Produce all the records again exactly as they stand.

(Input Opens)

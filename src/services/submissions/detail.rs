use actix_web::{HttpRequest, HttpResponse, Result as ActixResult};

use super::SubmissionService;
use crate::models::submissions::responses::SubmissionResponse;
use crate::models::views::requests::SubmissionDetailQuery;
use crate::models::{ApiResponse, ErrorCode};

/// 研究详情（评审查看摘要、导师与附件引用）
/// GET /submissions/detail?owner=&title=
pub async fn get_submission_detail(
    service: &SubmissionService,
    request: &HttpRequest,
    query: SubmissionDetailQuery,
) -> ActixResult<HttpResponse> {
    let storage = service.get_storage(request);

    match storage.get_submission(&query.owner, &query.title).await {
        Ok(Some(submission)) => Ok(HttpResponse::Ok().json(ApiResponse::success(
            SubmissionResponse { submission },
            "查询成功",
        ))),
        Ok(None) => Ok(HttpResponse::NotFound().json(ApiResponse::error_empty(
            ErrorCode::SubmissionNotFound,
            format!("No submission titled '{}' by '{}'", query.title, query.owner),
        ))),
        Err(e) => Ok(
            HttpResponse::InternalServerError().json(ApiResponse::error_empty(
                ErrorCode::InternalServerError,
                format!("获取提交详情失败: {e}"),
            )),
        ),
    }
}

(Input Closes)

◆ Result for this task:
filename src/services/submissions/detail.rs
use actix_web::{HttpRequest, HttpResponse, Result as ActixResult};

use super::SubmissionService;
use crate::models::submissions::responses::SubmissionResponse;
use crate::models::views::requests::SubmissionDetailQuery;
use crate::models::{ApiResponse, ErrorCode};

/// 研究详情（评审查看摘要、导师与附件引用）
/// GET /submissions/detail?owner=&title=
pub async fn get_submission_detail(
    service: &SubmissionService,
    request: &HttpRequest,
    query: SubmissionDetailQuery,
) -> ActixResult<HttpResponse> {
    let storage = service.get_storage(request);

    match storage.get_submission(&query.owner, &query.title).await {
        Ok(Some(submission)) => Ok(HttpResponse::Ok().json(ApiResponse::success(
            SubmissionResponse { submission },
            "查询成功",
        ))),
        Ok(None) => Ok(HttpResponse::NotFound().json(ApiResponse::error_empty(
            ErrorCode::SubmissionNotFound,
            format!("No submission titled '{}' by '{}'", query.title, query.owner),
        ))),
        Err(e) => Ok(
            HttpResponse::InternalServerError().json(ApiResponse::error_empty(
                ErrorCode::InternalServerError,
                format!("获取提交详情失败: {e}"),
            )),
        ),
    }
}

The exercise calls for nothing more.